Go through the data from its first line and retype each line, stopping once the line containing "pub fn calculate_checksum(data: &[u8])" has been retyped.
-*-*-
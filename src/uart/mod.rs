pub mod protocol;
pub use protocol::*;

use std::collections::VecDeque;
use std::io::{Read, Write};
use std::sync::{Arc, Mutex, MutexGuard};
use std::time::{Duration, Instant};
use serialport::SerialPort;

use crate::error::{Error, Result};
use crate::hw::{Crawler, CrawlerAction, RangeSensor};

pub const SYNC_BYTE: u8 = 0xAA;
pub const MAX_MSG_SIZE: usize = 244;
pub const DEFAULT_BAUD: u32 = 115_200;

const READ_TIMEOUT: Duration = Duration::from_millis(10);
const STEP_TIMEOUT: Duration = Duration::from_millis(3000);
const RANGE_TIMEOUT: Duration = Duration::from_millis(500);
const DRAIN_READS: usize = 16;
const MAX_PENDING: usize = 32;

#[derive(Debug, Clone, Copy, PartialEq, Eq)]
#[repr(u8)]
pub enum MsgType{
    Heartbeat = 0x04,
    Ack = 0x11,
    Action = 0x20,
    RangeRequest = 0x21,
    Range = 0x22,
}

impl MsgType{
    pub fn from_u8(val: u8) -> Option<Self>{
        match val{
            0x04 => Some(MsgType::Heartbeat),
            0x11 => Some(MsgType::Ack),
            0x20 => Some(MsgType::Action),
            0x21 => Some(MsgType::RangeRequest),
            0x22 => Some(MsgType::Range),
            _ => None,
        }
    }

    fn name(&self) -> &'static str{
        match self{
            MsgType::Heartbeat => "heartbeat",
            MsgType::Ack => "ack",
            MsgType::Action => "action",
            MsgType::RangeRequest => "range request",
            MsgType::Range => "range",
        }
    }
}

#[derive(Debug, Clone, PartialEq)]
pub struct UartFrame{
    pub msg_type: MsgType,
    pub payload: Vec<u8>,
}

pub fn calculate_checksum(data: &[u8]) -> u8{
    data.iter().fold(0u8, |acc, &b| acc.wrapping_add(b))
}

//frame format: [SYNC][TYPE][LEN][PAYLOAD...][CHECKSUM]
//              0xAA  1byte 1byte  LEN bytes   1byte
pub fn encode_frame(msg_type: MsgType, payload: &[u8]) -> Result<Vec<u8>>{
    if payload.len() > MAX_MSG_SIZE{
        return Err(Error::PayloadTooLarge(payload.len()));
    }

    let mut frame = Vec::with_capacity(4 + payload.len());
    frame.push(SYNC_BYTE);
    frame.push(msg_type as u8);
    frame.push(payload.len() as u8);
    frame.extend_from_slice(payload);

    let checksum = calculate_checksum(&frame[1..]);
    frame.push(checksum);
    Ok(frame)
}

/// Pull every complete frame out of `buffer`, leaving any partial tail in place.
/// Leading garbage is skipped; a bad checksum or length costs one byte.
pub fn drain_frames(buffer: &mut Vec<u8>) -> Vec<UartFrame>{
    let mut frames = Vec::new();

    loop{
        let sync_pos = match buffer.iter().position(|&b| b == SYNC_BYTE){
            Some(pos) => pos,
            None =>{
                buffer.clear();
                break;
            }
        };
        if sync_pos > 0{
            buffer.drain(0..sync_pos);
        }

        if buffer.len() < 4{
            break;
        }

        let msg_type_byte = buffer[1];
        let len = buffer[2] as usize;

        if len > MAX_MSG_SIZE{
            buffer.remove(0);
            continue;
        }

        let frame_len = 4 + len; //sync + type + len + payload + checksum
        if buffer.len() < frame_len{
            break;
        }

        let checksum = buffer[3 + len];
        if checksum != calculate_checksum(&buffer[1..3 + len]){
            buffer.remove(0);
            continue;
        }

        let payload = buffer[3..3 + len].to_vec();
        buffer.drain(0..frame_len);

        match MsgType::from_u8(msg_type_byte){
            Some(msg_type) => frames.push(UartFrame{ msg_type, payload }),
            None => log::debug!("[UART] dropping frame with unknown type {:#04x}", msg_type_byte),
        }
    }

    frames
}

/// Host side of the link to the crawler's motion co-processor
pub struct CrawlerBridge<P: Read + Write + Send>{
    port: P,
    rx_buffer: Vec<u8>,
    //decoded frames nobody has asked for yet
    pending: VecDeque<UartFrame>,
    step_timeout: Duration,
    range_timeout: Duration,
}

impl CrawlerBridge<Box<dyn SerialPort>>{
    pub fn open(port_name: &str, baud_rate: u32) -> Result<Self>{
        log::info!("[UART] opening {} at {} baud", port_name, baud_rate);
        let port = serialport::new(port_name, baud_rate)
            .timeout(READ_TIMEOUT)
            .open()?;
        Ok(CrawlerBridge::new(port))
    }
}

impl<P: Read + Write + Send> CrawlerBridge<P>{
    pub fn new(port: P) -> Self{
        CrawlerBridge{
            port,
            rx_buffer: Vec::with_capacity(512),
            pending: VecDeque::new(),
            step_timeout: STEP_TIMEOUT,
            range_timeout: RANGE_TIMEOUT,
        }
    }

    pub fn with_timeouts(mut self, step_timeout: Duration, range_timeout: Duration) -> Self{
        self.step_timeout = step_timeout;
        self.range_timeout = range_timeout;
        self
    }

    pub fn port(&self) -> &P{
        &self.port
    }

    /// Send a request. Anything received before it can't be its reply and is dropped.
    pub fn send_frame(&mut self, msg_type: MsgType, payload: &[u8]) -> Result<()>{
        let frame = encode_frame(msg_type, payload)?;
        self.discard_input()?;
        self.port.write_all(&frame)?;
        self.port.flush()?;
        Ok(())
    }

    fn discard_input(&mut self) -> Result<()>{
        let mut read_buf = [0u8; 256];
        let mut dropped = self.rx_buffer.len();
        self.rx_buffer.clear();
        self.pending.clear();

        for _ in 0..DRAIN_READS{
            match self.port.read(&mut read_buf){
                Ok(0) => break,
                Ok(n) => dropped += n,
                Err(ref e) if e.kind() == std::io::ErrorKind::TimedOut => break,
                Err(ref e) if e.kind() == std::io::ErrorKind::WouldBlock => break,
                Err(e) => return Err(e.into()),
            }
        }

        if dropped > 0{
            log::trace!("[UART] dropped {} stale byte(s)", dropped);
        }
        Ok(())
    }

    //read until a frame accepted by `want` shows up, other traffic stays queued
    fn wait_for<F>(&mut self, expected: MsgType, timeout: Duration, mut want: F) -> Result<UartFrame>
    where
        F: FnMut(&UartFrame) -> bool,
    {
        //no deadline when the timeout runs past what Instant can hold
        let deadline = Instant::now().checked_add(timeout);
        let mut read_buf = [0u8; 256];

        loop{
            self.pending.extend(drain_frames(&mut self.rx_buffer));
            while self.pending.len() > MAX_PENDING{
                self.pending.pop_front();
            }

            if let Some(pos) = self.pending.iter().position(|f| f.msg_type == expected && want(f)){
                if let Some(frame) = self.pending.remove(pos){
                    return Ok(frame);
                }
            }

            if deadline.map_or(false, |d| Instant::now() >= d){
                return Err(Error::Timeout{
                    expected: expected.name(),
                    timeout_ms: timeout.as_millis() as u64,
                });
            }

            match self.port.read(&mut read_buf){
                Ok(n) if n > 0 => self.rx_buffer.extend_from_slice(&read_buf[..n]),
                Ok(_) => {}
                Err(ref e) if e.kind() == std::io::ErrorKind::TimedOut => {}
                Err(ref e) if e.kind() == std::io::ErrorKind::WouldBlock => {}
                Err(e) => return Err(e.into()),
            }
        }
    }
}

impl<P: Read + Write + Send> Crawler for CrawlerBridge<P>{
    fn do_action(&mut self, action: CrawlerAction, steps: u8, speed: u8) -> Result<()>{
        log::debug!("[UART] {} x{} at speed {}", action.name(), steps, speed);
        let cmd = ActionCmd::new(action as u8, steps, speed.min(100));
        self.send_frame(MsgType::Action, &cmd.to_bytes())?;

        let timeout = self.step_timeout
            .checked_mul(u32::from(steps.max(1)))
            .unwrap_or(Duration::MAX);
        let frame = self.wait_for(MsgType::Ack, timeout, |f|{
            AckMsg::from_bytes(&f.payload).map_or(false, |ack| ack.msg_type == MsgType::Action as u8)
        })?;

        match AckMsg::from_bytes(&frame.payload){
            Some(ack) if ack.status == 0 => Ok(()),
            Some(ack) => Err(Error::Nack{ msg_type: ack.msg_type, status: ack.status }),
            None => Err(Error::Nack{ msg_type: MsgType::Action as u8, status: 0xFF }),
        }
    }
}

impl<P: Read + Write + Send> RangeSensor for CrawlerBridge<P>{
    fn read_distance(&mut self) -> Result<f32>{
        self.send_frame(MsgType::RangeRequest, &[])?;
        let timeout = self.range_timeout;
        let frame = self.wait_for(MsgType::Range, timeout, |f| f.payload.len() >= RANGE_MSG_SIZE)?;

        let distance = RangeMsg::from_bytes(&frame.payload)
            .map(|msg| msg.distance_cm)
            .unwrap_or(-1.0);
        log::trace!("[UART] range {:.1} cm", distance);
        Ok(distance)
    }
}

/// One bridge serving both the crawler and the sonar, which share the serial link
pub struct SharedBridge<P: Read + Write + Send>{
    inner: Arc<Mutex<CrawlerBridge<P>>>,
}

impl<P: Read + Write + Send> SharedBridge<P>{
    pub fn new(bridge: CrawlerBridge<P>) -> Self{
        SharedBridge{ inner: Arc::new(Mutex::new(bridge)) }
    }

    fn lock(&self) -> Result<MutexGuard<'_, CrawlerBridge<P>>>{
        self.inner.lock().map_err(|_| Error::Io(std::io::Error::new(
            std::io::ErrorKind::Other,
            "serial bridge lock poisoned"
        )))
    }
}

impl<P: Read + Write + Send> Clone for SharedBridge<P>{
    fn clone(&self) -> Self{
        SharedBridge{ inner: Arc::clone(&self.inner) }
    }
}

impl<P: Read + Write + Send> Crawler for SharedBridge<P>{
    fn do_action(&mut self, action: CrawlerAction, steps: u8, speed: u8) -> Result<()>{
        self.lock()?.do_action(action, steps, speed)
    }
}

impl<P: Read + Write + Send> RangeSensor for SharedBridge<P>{
    fn read_distance(&mut self) -> Result<f32>{
        self.lock()?.read_distance()
    }
}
-*-*-
Task solution:
filename src/uart/mod.rs
pub mod protocol;
pub use protocol::*;

use std::collections::VecDeque;
use std::io::{Read, Write};
use std::sync::{Arc, Mutex, MutexGuard};
use std::time::{Duration, Instant};
use serialport::SerialPort;

use crate::error::{Error, Result};
use crate::hw::{Crawler, CrawlerAction, RangeSensor};

pub const SYNC_BYTE: u8 = 0xAA;
pub const MAX_MSG_SIZE: usize = 244;
pub const DEFAULT_BAUD: u32 = 115_200;

const READ_TIMEOUT: Duration = Duration::from_millis(10);
const STEP_TIMEOUT: Duration = Duration::from_millis(3000);
const RANGE_TIMEOUT: Duration = Duration::from_millis(500);
const DRAIN_READS: usize = 16;
const MAX_PENDING: usize = 32;

#[derive(Debug, Clone, Copy, PartialEq, Eq)]
#[repr(u8)]
pub enum MsgType{
    Heartbeat = 0x04,
    Ack = 0x11,
    Action = 0x20,
    RangeRequest = 0x21,
    Range = 0x22,
}

impl MsgType{
    pub fn from_u8(val: u8) -> Option<Self>{
        match val{
            0x04 => Some(MsgType::Heartbeat),
            0x11 => Some(MsgType::Ack),
            0x20 => Some(MsgType::Action),
            0x21 => Some(MsgType::RangeRequest),
            0x22 => Some(MsgType::Range),
            _ => None,
        }
    }

    fn name(&self) -> &'static str{
        match self{
            MsgType::Heartbeat => "heartbeat",
            MsgType::Ack => "ack",
            MsgType::Action => "action",
            MsgType::RangeRequest => "range request",
            MsgType::Range => "range",
        }
    }
}

#[derive(Debug, Clone, PartialEq)]
pub struct UartFrame{
    pub msg_type: MsgType,
    pub payload: Vec<u8>,
}

pub fn calculate_checksum(data: &[u8]) -> u8{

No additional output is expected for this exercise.